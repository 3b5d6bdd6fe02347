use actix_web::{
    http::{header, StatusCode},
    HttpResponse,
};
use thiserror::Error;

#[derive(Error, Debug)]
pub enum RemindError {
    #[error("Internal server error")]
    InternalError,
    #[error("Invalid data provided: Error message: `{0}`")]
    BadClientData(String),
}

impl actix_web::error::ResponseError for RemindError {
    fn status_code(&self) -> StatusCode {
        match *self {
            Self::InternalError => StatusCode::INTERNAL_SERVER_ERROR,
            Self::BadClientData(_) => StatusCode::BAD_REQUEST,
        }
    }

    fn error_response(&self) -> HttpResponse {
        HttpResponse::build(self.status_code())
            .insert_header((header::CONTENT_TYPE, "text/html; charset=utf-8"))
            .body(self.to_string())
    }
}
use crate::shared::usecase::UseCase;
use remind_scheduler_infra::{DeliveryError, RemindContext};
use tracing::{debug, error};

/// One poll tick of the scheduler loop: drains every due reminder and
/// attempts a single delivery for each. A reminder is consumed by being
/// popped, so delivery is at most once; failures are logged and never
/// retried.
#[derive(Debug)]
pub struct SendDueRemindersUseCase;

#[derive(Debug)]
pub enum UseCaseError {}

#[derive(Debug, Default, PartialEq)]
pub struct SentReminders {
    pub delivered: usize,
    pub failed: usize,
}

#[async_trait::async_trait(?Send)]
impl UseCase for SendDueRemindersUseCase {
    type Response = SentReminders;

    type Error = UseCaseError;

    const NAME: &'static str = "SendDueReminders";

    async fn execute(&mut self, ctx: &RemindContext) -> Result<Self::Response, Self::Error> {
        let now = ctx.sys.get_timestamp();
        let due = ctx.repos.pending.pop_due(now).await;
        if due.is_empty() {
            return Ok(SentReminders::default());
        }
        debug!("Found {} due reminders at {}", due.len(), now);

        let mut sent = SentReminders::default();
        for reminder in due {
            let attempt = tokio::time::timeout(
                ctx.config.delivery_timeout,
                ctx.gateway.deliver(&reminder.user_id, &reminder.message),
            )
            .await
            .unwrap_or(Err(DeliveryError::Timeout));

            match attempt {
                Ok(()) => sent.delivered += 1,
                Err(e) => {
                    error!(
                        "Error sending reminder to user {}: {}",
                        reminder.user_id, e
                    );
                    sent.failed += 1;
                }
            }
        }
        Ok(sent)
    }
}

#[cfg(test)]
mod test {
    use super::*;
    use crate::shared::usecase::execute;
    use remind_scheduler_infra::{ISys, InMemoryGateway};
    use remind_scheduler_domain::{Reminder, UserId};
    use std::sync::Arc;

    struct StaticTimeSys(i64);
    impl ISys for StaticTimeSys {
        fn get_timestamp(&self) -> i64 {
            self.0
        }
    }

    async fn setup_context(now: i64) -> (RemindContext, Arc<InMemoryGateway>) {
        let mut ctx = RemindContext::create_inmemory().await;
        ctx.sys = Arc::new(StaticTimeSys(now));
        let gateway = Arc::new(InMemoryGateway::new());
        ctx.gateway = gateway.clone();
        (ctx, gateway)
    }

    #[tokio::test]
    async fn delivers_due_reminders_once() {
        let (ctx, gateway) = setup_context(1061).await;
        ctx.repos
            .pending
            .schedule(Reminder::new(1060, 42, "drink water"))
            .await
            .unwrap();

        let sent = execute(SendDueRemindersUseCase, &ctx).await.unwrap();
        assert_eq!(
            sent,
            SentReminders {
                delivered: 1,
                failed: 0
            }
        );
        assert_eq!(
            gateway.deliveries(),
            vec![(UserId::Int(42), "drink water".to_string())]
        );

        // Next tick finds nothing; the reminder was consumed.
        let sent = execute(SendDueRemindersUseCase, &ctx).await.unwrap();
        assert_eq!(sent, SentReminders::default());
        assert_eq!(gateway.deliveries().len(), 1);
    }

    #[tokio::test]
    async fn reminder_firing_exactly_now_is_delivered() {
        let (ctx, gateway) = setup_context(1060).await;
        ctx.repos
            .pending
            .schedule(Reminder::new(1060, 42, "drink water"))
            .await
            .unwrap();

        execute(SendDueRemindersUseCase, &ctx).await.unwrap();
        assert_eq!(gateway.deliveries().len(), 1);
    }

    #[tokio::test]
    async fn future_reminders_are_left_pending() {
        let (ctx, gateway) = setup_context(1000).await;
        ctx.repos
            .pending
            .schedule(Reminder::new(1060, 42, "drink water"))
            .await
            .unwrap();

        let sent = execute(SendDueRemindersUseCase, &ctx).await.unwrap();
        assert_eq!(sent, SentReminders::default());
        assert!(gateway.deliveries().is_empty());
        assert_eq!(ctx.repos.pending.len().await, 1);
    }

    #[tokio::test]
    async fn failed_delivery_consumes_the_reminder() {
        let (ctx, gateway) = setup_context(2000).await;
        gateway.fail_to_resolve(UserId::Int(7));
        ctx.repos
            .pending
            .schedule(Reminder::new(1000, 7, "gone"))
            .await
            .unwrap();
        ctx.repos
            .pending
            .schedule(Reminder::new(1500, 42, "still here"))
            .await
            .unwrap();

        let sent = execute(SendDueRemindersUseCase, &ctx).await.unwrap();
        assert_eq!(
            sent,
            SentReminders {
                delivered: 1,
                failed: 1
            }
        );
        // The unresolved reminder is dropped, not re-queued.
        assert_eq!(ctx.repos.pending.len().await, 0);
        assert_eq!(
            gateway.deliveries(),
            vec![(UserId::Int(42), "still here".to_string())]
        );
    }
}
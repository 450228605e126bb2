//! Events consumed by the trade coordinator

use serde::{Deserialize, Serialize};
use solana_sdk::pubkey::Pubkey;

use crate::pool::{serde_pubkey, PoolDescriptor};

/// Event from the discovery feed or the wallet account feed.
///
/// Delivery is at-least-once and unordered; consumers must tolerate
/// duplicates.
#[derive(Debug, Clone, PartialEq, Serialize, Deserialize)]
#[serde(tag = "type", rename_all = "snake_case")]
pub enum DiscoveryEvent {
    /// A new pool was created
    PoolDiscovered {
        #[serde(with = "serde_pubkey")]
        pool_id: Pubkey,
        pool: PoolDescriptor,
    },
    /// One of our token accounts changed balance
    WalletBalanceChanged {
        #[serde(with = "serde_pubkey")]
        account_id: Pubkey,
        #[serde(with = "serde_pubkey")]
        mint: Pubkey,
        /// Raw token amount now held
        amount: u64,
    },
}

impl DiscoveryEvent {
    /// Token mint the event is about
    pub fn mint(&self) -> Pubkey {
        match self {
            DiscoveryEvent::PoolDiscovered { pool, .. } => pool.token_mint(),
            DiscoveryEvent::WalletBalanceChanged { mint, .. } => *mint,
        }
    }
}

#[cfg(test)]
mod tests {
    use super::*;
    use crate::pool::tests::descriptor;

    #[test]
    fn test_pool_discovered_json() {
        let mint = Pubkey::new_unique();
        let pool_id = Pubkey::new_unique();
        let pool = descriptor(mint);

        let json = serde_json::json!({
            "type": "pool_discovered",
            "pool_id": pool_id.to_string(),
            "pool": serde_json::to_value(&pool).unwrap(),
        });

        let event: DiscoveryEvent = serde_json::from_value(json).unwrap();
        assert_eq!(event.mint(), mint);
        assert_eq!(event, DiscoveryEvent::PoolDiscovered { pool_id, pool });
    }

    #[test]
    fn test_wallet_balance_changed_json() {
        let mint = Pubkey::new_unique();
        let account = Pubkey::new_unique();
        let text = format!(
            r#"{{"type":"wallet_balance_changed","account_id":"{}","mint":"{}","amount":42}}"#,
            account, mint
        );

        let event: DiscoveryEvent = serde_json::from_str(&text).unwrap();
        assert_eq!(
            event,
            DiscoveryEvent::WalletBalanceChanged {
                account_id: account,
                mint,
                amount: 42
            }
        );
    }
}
==
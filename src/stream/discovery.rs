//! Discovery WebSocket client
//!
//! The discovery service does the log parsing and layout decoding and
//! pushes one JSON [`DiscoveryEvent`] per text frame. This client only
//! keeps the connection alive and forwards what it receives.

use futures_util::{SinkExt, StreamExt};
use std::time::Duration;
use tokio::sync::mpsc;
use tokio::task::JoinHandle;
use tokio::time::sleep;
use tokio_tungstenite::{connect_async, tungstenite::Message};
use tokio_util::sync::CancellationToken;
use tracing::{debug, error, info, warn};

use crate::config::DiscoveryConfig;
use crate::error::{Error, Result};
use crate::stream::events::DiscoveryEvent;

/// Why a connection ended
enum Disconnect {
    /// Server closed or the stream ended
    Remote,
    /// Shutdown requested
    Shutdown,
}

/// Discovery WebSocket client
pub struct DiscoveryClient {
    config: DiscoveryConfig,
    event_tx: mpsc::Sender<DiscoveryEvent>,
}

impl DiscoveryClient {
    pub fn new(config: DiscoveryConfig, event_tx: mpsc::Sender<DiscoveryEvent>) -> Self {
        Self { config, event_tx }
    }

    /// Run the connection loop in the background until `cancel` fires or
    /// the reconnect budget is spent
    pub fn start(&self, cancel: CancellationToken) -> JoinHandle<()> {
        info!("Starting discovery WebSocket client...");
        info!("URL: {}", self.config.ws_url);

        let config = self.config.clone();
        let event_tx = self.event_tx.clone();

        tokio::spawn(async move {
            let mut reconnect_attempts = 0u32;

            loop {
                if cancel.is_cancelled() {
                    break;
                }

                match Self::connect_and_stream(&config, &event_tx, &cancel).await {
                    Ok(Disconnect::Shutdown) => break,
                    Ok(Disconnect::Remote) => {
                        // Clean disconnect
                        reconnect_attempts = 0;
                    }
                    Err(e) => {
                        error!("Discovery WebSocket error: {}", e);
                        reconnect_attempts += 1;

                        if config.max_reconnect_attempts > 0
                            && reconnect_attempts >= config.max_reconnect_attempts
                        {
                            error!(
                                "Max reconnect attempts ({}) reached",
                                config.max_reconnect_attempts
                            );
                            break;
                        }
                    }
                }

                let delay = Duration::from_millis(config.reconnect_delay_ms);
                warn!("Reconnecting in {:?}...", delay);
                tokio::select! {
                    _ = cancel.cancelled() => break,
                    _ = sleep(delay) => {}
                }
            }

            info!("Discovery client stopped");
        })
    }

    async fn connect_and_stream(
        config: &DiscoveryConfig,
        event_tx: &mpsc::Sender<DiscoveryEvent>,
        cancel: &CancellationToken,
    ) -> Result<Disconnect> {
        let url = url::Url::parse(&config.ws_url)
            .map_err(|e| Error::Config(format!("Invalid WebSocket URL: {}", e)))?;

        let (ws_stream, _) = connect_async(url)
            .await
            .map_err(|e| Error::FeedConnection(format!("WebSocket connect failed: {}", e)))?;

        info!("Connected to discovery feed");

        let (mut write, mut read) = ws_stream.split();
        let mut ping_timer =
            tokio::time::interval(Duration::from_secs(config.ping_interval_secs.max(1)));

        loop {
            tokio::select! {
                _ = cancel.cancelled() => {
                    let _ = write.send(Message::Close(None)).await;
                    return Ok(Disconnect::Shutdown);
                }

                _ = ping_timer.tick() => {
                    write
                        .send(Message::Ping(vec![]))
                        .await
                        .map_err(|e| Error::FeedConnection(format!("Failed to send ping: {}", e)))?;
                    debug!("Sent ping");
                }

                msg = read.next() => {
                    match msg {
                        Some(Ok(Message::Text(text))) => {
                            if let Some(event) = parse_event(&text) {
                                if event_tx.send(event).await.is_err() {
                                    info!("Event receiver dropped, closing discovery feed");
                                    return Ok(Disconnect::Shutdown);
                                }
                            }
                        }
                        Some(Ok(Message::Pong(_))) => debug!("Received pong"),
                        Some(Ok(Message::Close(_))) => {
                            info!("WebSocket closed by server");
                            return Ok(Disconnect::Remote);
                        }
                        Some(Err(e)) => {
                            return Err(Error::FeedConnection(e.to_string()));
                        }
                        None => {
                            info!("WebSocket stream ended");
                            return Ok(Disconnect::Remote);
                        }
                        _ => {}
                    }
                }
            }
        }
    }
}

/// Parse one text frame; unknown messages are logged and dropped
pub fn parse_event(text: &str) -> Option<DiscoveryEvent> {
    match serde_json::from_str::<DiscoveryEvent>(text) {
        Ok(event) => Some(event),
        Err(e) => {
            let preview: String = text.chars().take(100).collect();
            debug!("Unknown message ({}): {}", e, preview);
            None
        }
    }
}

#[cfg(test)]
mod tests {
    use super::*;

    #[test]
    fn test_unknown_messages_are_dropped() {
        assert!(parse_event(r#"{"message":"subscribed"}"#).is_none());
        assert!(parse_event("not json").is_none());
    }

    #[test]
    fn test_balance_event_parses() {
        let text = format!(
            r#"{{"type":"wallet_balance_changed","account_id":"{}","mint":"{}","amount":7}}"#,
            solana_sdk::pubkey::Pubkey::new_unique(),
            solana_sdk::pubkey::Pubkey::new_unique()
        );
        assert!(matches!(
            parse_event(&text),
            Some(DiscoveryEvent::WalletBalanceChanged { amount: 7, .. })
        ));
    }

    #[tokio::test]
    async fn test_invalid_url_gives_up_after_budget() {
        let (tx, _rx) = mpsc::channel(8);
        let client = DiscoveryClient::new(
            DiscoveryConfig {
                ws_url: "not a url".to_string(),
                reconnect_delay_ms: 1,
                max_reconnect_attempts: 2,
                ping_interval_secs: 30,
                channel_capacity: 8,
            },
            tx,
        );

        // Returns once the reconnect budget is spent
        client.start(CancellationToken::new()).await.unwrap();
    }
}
--
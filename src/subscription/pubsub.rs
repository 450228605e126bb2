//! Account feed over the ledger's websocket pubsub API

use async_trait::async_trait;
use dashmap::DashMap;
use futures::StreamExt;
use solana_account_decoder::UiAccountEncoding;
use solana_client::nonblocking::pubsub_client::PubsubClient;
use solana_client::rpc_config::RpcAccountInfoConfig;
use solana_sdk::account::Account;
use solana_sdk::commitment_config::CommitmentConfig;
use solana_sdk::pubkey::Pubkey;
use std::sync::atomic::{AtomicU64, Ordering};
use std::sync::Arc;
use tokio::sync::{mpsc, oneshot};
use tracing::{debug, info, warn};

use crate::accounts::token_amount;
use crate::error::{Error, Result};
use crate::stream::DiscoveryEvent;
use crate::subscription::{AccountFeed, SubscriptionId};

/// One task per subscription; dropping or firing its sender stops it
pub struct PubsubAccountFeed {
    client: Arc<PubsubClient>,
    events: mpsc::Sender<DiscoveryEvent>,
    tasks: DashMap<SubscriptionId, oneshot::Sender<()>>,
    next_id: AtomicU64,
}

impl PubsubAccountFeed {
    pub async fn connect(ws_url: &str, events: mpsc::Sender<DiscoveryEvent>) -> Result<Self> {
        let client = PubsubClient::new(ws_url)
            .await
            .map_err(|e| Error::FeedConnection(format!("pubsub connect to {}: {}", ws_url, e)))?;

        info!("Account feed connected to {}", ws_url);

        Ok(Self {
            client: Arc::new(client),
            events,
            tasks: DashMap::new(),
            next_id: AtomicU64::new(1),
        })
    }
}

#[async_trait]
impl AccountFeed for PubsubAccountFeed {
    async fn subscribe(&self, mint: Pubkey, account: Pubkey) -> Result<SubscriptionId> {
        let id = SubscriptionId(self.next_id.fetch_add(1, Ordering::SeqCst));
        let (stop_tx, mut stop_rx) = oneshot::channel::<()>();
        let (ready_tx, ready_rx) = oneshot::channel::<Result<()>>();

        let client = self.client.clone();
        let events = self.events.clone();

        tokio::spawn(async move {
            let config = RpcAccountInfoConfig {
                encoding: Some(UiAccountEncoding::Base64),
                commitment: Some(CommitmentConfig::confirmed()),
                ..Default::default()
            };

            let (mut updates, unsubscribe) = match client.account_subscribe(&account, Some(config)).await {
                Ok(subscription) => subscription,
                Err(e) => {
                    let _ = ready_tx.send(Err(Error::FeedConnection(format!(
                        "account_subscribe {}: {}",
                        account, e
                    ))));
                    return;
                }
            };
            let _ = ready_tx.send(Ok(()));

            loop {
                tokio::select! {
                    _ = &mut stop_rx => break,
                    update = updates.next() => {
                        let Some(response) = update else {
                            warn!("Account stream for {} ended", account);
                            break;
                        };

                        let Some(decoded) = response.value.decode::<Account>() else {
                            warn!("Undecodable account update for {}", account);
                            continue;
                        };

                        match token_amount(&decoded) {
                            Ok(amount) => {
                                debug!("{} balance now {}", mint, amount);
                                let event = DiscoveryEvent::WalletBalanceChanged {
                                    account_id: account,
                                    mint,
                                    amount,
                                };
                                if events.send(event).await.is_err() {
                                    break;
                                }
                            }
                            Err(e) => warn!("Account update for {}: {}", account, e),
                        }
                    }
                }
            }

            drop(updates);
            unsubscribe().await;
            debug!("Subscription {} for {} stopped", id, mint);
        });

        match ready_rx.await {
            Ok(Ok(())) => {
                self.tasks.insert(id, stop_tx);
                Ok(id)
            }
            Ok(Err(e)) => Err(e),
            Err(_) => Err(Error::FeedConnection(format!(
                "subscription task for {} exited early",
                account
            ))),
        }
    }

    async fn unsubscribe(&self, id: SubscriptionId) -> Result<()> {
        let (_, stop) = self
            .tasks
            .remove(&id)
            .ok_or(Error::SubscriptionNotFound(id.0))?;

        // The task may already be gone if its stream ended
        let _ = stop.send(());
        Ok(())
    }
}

- **What the exercise asks**: A single figure is all that is needed: the number of lines above that contain the string "closed".

- **Response for this exercise**: 2